### TASK OBJECTIVE
Search the records for the string "terminal". Copy each line where it occurs.

--- RECORDS TO USE Enclosed Below ---

use crate::domain::agent::AgentKind;
use crate::domain::worktree::WorktreeStatus;
use crate::error::SidecarError;
use crate::infra::git::ConflictDescriptor;
use crate::supervisor::merge::{MergeStep, StepStatus};
use crossterm::event::KeyEvent;

/// What a background capture task hands back to the event loop.
#[derive(Debug)]
pub struct CaptureOutcome {
    pub output: String,
    /// The agent's session file reported "idle at prompt". Read in the same
    /// task so the loop never touches the filesystem.
    pub session_file_idle: bool,
}

/// Result of starting (or reconnecting to) an agent session.
#[derive(Debug)]
pub struct StartOutcome {
    pub session_name: String,
    pub reconnected: bool,
}

/// User actions relayed into a pane whose outcome the UI wants to see.
#[derive(Debug, Clone, Copy, PartialEq, Eq)]
pub enum UserAction {
    Approve,
    Reject,
    SendText,
}

/// Everything the event loop reacts to. Input, timer ticks and background
/// task results all arrive on the same channel; state mutation happens only
/// in the handlers that drain it.
#[derive(Debug)]
pub enum SupervisorEvent {
    /// A scheduled poll timer fired for a worktree's session.
    PollTick { worktree: String, generation: u64 },
    /// A background capture finished.
    CaptureResult {
        worktree: String,
        generation: u64,
        outcome: Result<CaptureOutcome, SidecarError>,
    },
    /// An agent's session file changed on disk.
    SessionFileChanged { worktree: String },

    StartAgent {
        worktree: String,
        kind: Option<AgentKind>,
        prompt: Option<String>,
        skip_permissions: bool,
    },
    AgentStartFinished {
        worktree: String,
        result: Result<StartOutcome, SidecarError>,
    },
    StopAgent { worktree: String },
    AgentStopFinished { worktree: String },

    Approve { worktree: String },
    Reject { worktree: String },
    SendText { worktree: String, text: String },
    ActionFinished {
        worktree: String,
        action: UserAction,
        result: Result<(), String>,
    },

    /// Hand the terminal over to a full tmux attach for this worktree.
    Attach { worktree: String },
    AttachFinished { worktree: String },

    EnterInteractive { worktree: String },
    ExitInteractive,
    /// A key event while the user is driving a pane through the supervisor.
    InteractiveKey { key: KeyEvent },
    /// Multi-character rune input (typed burst, terminal paste, clipboard).
    InteractiveRunes { runes: String },
    /// The pending-escape timer elapsed with no second Escape.
    EscapeTimerFired { worktree: String },
    /// Paste the system clipboard into the interactive pane.
    PasteClipboard,
    /// The preview area changed size.
    PreviewResized { width: u16, height: u16 },
    CursorInfoResult {
        worktree: String,
        info: Option<crate::infra::tmux::CursorInfo>,
    },

    /// Merge workflow controls.
    MergeOpen { worktree: String },
    /// Background precheck before the workflow opens: uncommitted-change
    /// counts and the diff summary.
    MergePrecheck {
        worktree: String,
        counts: crate::domain::worktree::StatusCounts,
        diff_summary: String,
    },
    MergeCommitMessage { message: String },
    MergeSelectMethod {
        method: crate::config::MergeMethod,
        direct: bool,
    },
    MergeConfirmReview,
    MergeCheckNow,
    MergeToggleCleanup,
    MergeCleanupCursor { down: bool },
    MergeSkipAllCleanup,
    MergeConfirmCleanup,
    MergeOpenPrInBrowser,
    MergeCancel,
    MergeStepResult {
        worktree: String,
        step: MergeStep,
        result: Result<Option<String>, String>,
    },
    /// Periodic PR merged-state answer.
    MergeCheckResult { worktree: String, merged: Option<bool> },

    RefreshWorktrees,
    WorktreesLoaded {
        result: Result<Vec<LoadedWorktree>, SidecarError>,
    },
    ConflictScanResult { conflicts: Vec<ConflictDescriptor> },
    ReconnectAgents,
    SessionsListed { result: Result<Vec<String>, SidecarError> },
    CleanupOrphans,

    /// The host told us whether the board is visible / the app focused.
    FocusChanged { focused: bool, output_visible: bool },

    Shutdown,
}

/// A worktree as loaded from disk by a background refresh.
#[derive(Debug)]
pub struct LoadedWorktree {
    pub name: String,
    pub path: std::path::PathBuf,
    pub branch: String,
    pub task_id: Option<String>,
    pub agent_kind: Option<AgentKind>,
    pub diff: crate::domain::worktree::DiffStats,
}

/// Render-agnostic messages for the enclosing TUI. The supervisor never
/// draws; the host decides what any of this looks like.
#[derive(Debug)]
pub enum UiMsg {
    AgentStarted { worktree: String, reconnected: bool },
    AgentStopped { worktree: String },
    AgentOutput {
        worktree: String,
        output: String,
        status: WorktreeStatus,
        waiting_for: Option<String>,
    },
    AgentPollUnchanged {
        worktree: String,
        status: WorktreeStatus,
    },
    ApproveResult { worktree: String, result: Result<(), String> },
    RejectResult { worktree: String, result: Result<(), String> },
    SendTextResult { worktree: String, result: Result<(), String> },
    TmuxAttachFinished { worktree: String },
    InteractiveSessionDead { worktree: String },
    InteractiveExited { worktree: String },
    MergeStepCompleted {
        worktree: String,
        step: MergeStep,
        status: StepStatus,
    },
    ConflictsDetected { conflicts: Vec<ConflictDescriptor> },
    WorktreesRefreshed,
    Notify { level: NotifyLevel, message: String },
}

#[derive(Debug, Clone, Copy, PartialEq, Eq)]
pub enum NotifyLevel {
    Info,
    Success,
    Error,
}
use crate::config::{CleanupDefaults, MergeMethod};

/// How often the waiting step re-checks whether the PR landed.
pub const MERGE_POLL_INTERVAL: std::time::Duration = std::time::Duration::from_secs(30);

#[derive(Debug, Clone, Copy, PartialEq, Eq, Hash)]
pub enum MergeStep {
    ReviewDiff,
    MergeMethod,
    Push,
    CreatePr,
    DirectMerge,
    WaitingMerge,
    PostMergeConfirmation,
    Cleanup,
    Done,
}

impl MergeStep {
    pub const ALL: [MergeStep; 9] = [
        MergeStep::ReviewDiff,
        MergeStep::MergeMethod,
        MergeStep::Push,
        MergeStep::CreatePr,
        MergeStep::DirectMerge,
        MergeStep::WaitingMerge,
        MergeStep::PostMergeConfirmation,
        MergeStep::Cleanup,
        MergeStep::Done,
    ];

    fn index(self) -> usize {
        Self::ALL.iter().position(|s| *s == self).unwrap_or(0)
    }

    /// Steps whose work runs as a background task.
    pub fn is_automatic(self) -> bool {
        matches!(
            self,
            MergeStep::Push | MergeStep::CreatePr | MergeStep::DirectMerge | MergeStep::Cleanup
        )
    }
}

#[derive(Debug, Clone, Copy, PartialEq, Eq, Default)]
pub enum StepStatus {
    #[default]
    Pending,
    Running,
    Done,
    Error,
}

/// Post-merge cleanup checkboxes, with a focus cursor for the UI.
#[derive(Debug, Clone, Copy, PartialEq, Eq)]
pub struct CleanupToggles {
    pub delete_worktree: bool,
    pub delete_local_branch: bool,
    pub delete_remote_branch: bool,
    pub pull_after_merge: bool,
}

pub const CLEANUP_TOGGLE_COUNT: usize = 4;

impl CleanupToggles {
    pub fn from_defaults(defaults: &CleanupDefaults) -> Self {
        Self {
            delete_worktree: defaults.delete_worktree,
            delete_local_branch: defaults.delete_local_branch,
            delete_remote_branch: defaults.delete_remote_branch,
            pull_after_merge: defaults.pull_after_merge,
        }
    }

    pub fn toggle(&mut self, index: usize) {
        match index {
            0 => self.delete_worktree = !self.delete_worktree,
            1 => self.delete_local_branch = !self.delete_local_branch,
            2 => self.delete_remote_branch = !self.delete_remote_branch,
            3 => self.pull_after_merge = !self.pull_after_merge,
            _ => {}
        }
    }

    pub fn skip_all(&mut self) {
        *self = Self {
            delete_worktree: false,
            delete_local_branch: false,
            delete_remote_branch: false,
            pull_after_merge: false,
        };
    }

    pub fn any(&self) -> bool {
        self.delete_worktree
            || self.delete_local_branch
            || self.delete_remote_branch
            || self.pull_after_merge
    }
}

/// The merge workflow for one worktree: review the diff, pick a method,
/// push, raise (or directly land) a PR, wait for it to merge, confirm, and
/// clean up. Side effects are executed by the event loop; this struct only
/// tracks state.
#[derive(Debug)]
pub struct MergeWorkflow {
    pub worktree: String,
    pub step: MergeStep,
    statuses: [StepStatus; MergeStep::ALL.len()],
    pub diff_summary: String,
    pub pr_url: Option<String>,
    pub method: MergeMethod,
    /// Raise a PR and wait, vs create-and-merge in one step.
    pub use_pr: bool,
    pub cleanup: CleanupToggles,
    pub cleanup_cursor: usize,
    pub error: Option<String>,
    /// Cleanup failures accumulate here; they never abort the workflow.
    pub warnings: Vec<String>,
}

impl MergeWorkflow {
    pub fn new(
        worktree: String,
        diff_summary: String,
        method: MergeMethod,
        cleanup_defaults: &CleanupDefaults,
    ) -> Self {
        let mut wf = Self {
            worktree,
            step: MergeStep::ReviewDiff,
            statuses: Default::default(),
            diff_summary,
            pr_url: None,
            method,
            use_pr: true,
            cleanup: CleanupToggles::from_defaults(cleanup_defaults),
            cleanup_cursor: 0,
            error: None,
            warnings: Vec::new(),
        };
        wf.set_status(MergeStep::ReviewDiff, StepStatus::Running);
        wf
    }

    pub fn status(&self, step: MergeStep) -> StepStatus {
        self.statuses[step.index()]
    }

    pub fn set_status(&mut self, step: MergeStep, status: StepStatus) {
        self.statuses[step.index()] = status;
    }

    fn enter(&mut self, step: MergeStep) {
        self.step = step;
        self.set_status(step, StepStatus::Running);
    }

    /// User accepted the diff.
    pub fn confirm_review(&mut self) {
        if self.step != MergeStep::ReviewDiff {
            return;
        }
        self.set_status(MergeStep::ReviewDiff, StepStatus::Done);
        self.enter(MergeStep::MergeMethod);
    }

    /// User picked a method; the push begins.
    pub fn select_method(&mut self, method: MergeMethod, use_pr: bool) {
        if self.step != MergeStep::MergeMethod {
            return;
        }
        self.method = method;
        self.use_pr = use_pr;
        self.set_status(MergeStep::MergeMethod, StepStatus::Done);
        self.enter(MergeStep::Push);
    }

    /// A background step finished. Returns the next step the event loop
    /// should execute, if the workflow advanced into an automatic one.
    pub fn on_step_result(
        &mut self,
        step: MergeStep,
        result: Result<Option<String>, String>,
    ) -> Option<MergeStep> {
        if step != self.step {
            // A cancelled or superseded workflow's task came home late.
            return None;
        }
        match result {
            Err(message) => {
                self.set_status(step, StepStatus::Error);
                self.error = Some(message);
                None
            }
            Ok(detail) => {
                self.set_status(step, StepStatus::Done);
                self.error = None;
                match step {
                    MergeStep::Push => {
                        let next = if self.use_pr {
                            MergeStep::CreatePr
                        } else {
                            MergeStep::DirectMerge
                        };
                        self.enter(next);
                        Some(next)
                    }
                    MergeStep::CreatePr => {
                        self.pr_url = detail;
                        self.enter(MergeStep::WaitingMerge);
                        None
                    }
                    MergeStep::DirectMerge => {
                        self.enter(MergeStep::PostMergeConfirmation);
                        None
                    }
                    MergeStep::Cleanup => {
                        self.enter(MergeStep::Done);
                        self.set_status(MergeStep::Done, StepStatus::Done);
                        None
                    }
                    _ => None,
                }
            }
        }
    }

    /// Answer from a PR merged-state check. `None` is a check error:
    /// requeue silently, the PR state is unknown, not un-merged.
    pub fn on_merge_check(&mut self, merged: Option<bool>) -> bool {
        if self.step != MergeStep::WaitingMerge {
            return false;
        }
        if merged == Some(true) {
            self.set_status(MergeStep::WaitingMerge, StepStatus::Done);
            self.enter(MergeStep::PostMergeConfirmation);
            true
        } else {
            false
        }
    }

    /// User confirmed the merge landed; cleanup begins.
    pub fn confirm_post_merge(&mut self) -> Option<MergeStep> {
        if self.step != MergeStep::PostMergeConfirmation {
            return None;
        }
        self.set_status(MergeStep::PostMergeConfirmation, StepStatus::Done);
        self.enter(MergeStep::Cleanup);
        Some(MergeStep::Cleanup)
    }

    pub fn move_cleanup_cursor(&mut self, down: bool) {
        if down {
            self.cleanup_cursor = (self.cleanup_cursor + 1) % CLEANUP_TOGGLE_COUNT;
        } else {
            self.cleanup_cursor = self
                .cleanup_cursor
                .checked_sub(1)
                .unwrap_or(CLEANUP_TOGGLE_COUNT - 1);
        }
    }

    pub fn toggle_focused_cleanup(&mut self) {
        self.cleanup.toggle(self.cleanup_cursor);
    }

    pub fn add_warning(&mut self, warning: String) {
        self.warnings.push(warning);
    }
}

#[cfg(test)]
mod tests {
    use super::*;

    fn workflow() -> MergeWorkflow {
        MergeWorkflow::new(
            "feat-x".into(),
            "2 files changed".into(),
            MergeMethod::Squash,
            &CleanupDefaults::default(),
        )
    }

    #[test]
    fn happy_path_through_pr() {
        let mut wf = workflow();
        assert_eq!(wf.step, MergeStep::ReviewDiff);

        wf.confirm_review();
        assert_eq!(wf.step, MergeStep::MergeMethod);

        wf.select_method(MergeMethod::Merge, true);
        assert_eq!(wf.step, MergeStep::Push);
        assert_eq!(wf.method, MergeMethod::Merge);

        let next = wf.on_step_result(MergeStep::Push, Ok(None));
        assert_eq!(next, Some(MergeStep::CreatePr));

        let next = wf.on_step_result(
            MergeStep::CreatePr,
            Ok(Some("https://github.com/o/r/pull/7".into())),
        );
        assert_eq!(next, None);
        assert_eq!(wf.step, MergeStep::WaitingMerge);
        assert_eq!(wf.pr_url.as_deref(), Some("https://github.com/o/r/pull/7"));

        assert!(wf.on_merge_check(Some(true)));
        assert_eq!(wf.step, MergeStep::PostMergeConfirmation);

        assert_eq!(wf.confirm_post_merge(), Some(MergeStep::Cleanup));
        assert_eq!(wf.on_step_result(MergeStep::Cleanup, Ok(None)), None);
        assert_eq!(wf.step, MergeStep::Done);
        assert_eq!(wf.status(MergeStep::Done), StepStatus::Done);
    }

    #[test]
    fn direct_merge_skips_waiting() {
        let mut wf = workflow();
        wf.confirm_review();
        wf.select_method(MergeMethod::Squash, false);
        assert_eq!(
            wf.on_step_result(MergeStep::Push, Ok(None)),
            Some(MergeStep::DirectMerge)
        );
        wf.on_step_result(MergeStep::DirectMerge, Ok(None));
        assert_eq!(wf.step, MergeStep::PostMergeConfirmation);
    }

    #[test]
    fn step_error_halts_until_user_acts() {
        let mut wf = workflow();
        wf.confirm_review();
        wf.select_method(MergeMethod::Squash, true);
        let next = wf.on_step_result(MergeStep::Push, Err("remote rejected".into()));
        assert_eq!(next, None);
        assert_eq!(wf.step, MergeStep::Push);
        assert_eq!(wf.status(MergeStep::Push), StepStatus::Error);
        assert_eq!(wf.error.as_deref(), Some("remote rejected"));
    }

    #[test]
    fn merge_check_errors_requeue_silently() {
        let mut wf = workflow();
        wf.confirm_review();
        wf.select_method(MergeMethod::Squash, true);
        wf.on_step_result(MergeStep::Push, Ok(None));
        wf.on_step_result(MergeStep::CreatePr, Ok(Some("url".into())));

        assert!(!wf.on_merge_check(None));
        assert!(!wf.on_merge_check(Some(false)));
        assert_eq!(wf.step, MergeStep::WaitingMerge);
        assert!(wf.error.is_none());
    }

    #[test]
    fn stale_step_results_are_ignored() {
        let mut wf = workflow();
        wf.confirm_review();
        // A Push result arriving while still on MergeMethod is inert.
        assert_eq!(wf.on_step_result(MergeStep::Push, Ok(None)), None);
        assert_eq!(wf.step, MergeStep::MergeMethod);
    }

    #[test]
    fn user_steps_only_fire_in_their_state() {
        let mut wf = workflow();
        assert_eq!(wf.confirm_post_merge(), None);
        wf.select_method(MergeMethod::Merge, true); // not in MergeMethod yet
        assert_eq!(wf.step, MergeStep::ReviewDiff);
    }

    #[test]
    fn skip_all_clears_every_toggle() {
        let mut wf = workflow();
        assert!(wf.cleanup.any());
        wf.cleanup.skip_all();
        assert!(!wf.cleanup.any());
    }

    #[test]
    fn cleanup_cursor_wraps_and_toggles() {
        let mut wf = workflow();
        wf.move_cleanup_cursor(false);
        assert_eq!(wf.cleanup_cursor, CLEANUP_TOGGLE_COUNT - 1);
        wf.move_cleanup_cursor(true);
        assert_eq!(wf.cleanup_cursor, 0);

        let before = wf.cleanup.delete_worktree;
        wf.toggle_focused_cleanup();
        assert_eq!(wf.cleanup.delete_worktree, !before);
    }

    #[test]
    fn warnings_accumulate_without_failing() {
        let mut wf = workflow();
        wf.add_warning("could not delete remote branch".into());
        wf.add_warning("pull failed".into());
        assert_eq!(wf.warnings.len(), 2);
        assert!(wf.error.is_none());
    }
}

--- End of Enclosed RECORDS TO USE ---

### RESPONSE AREA
    /// Hand the terminal over to a full tmux attach for this worktree.
    /// Multi-character rune input (typed burst, terminal paste, clipboard).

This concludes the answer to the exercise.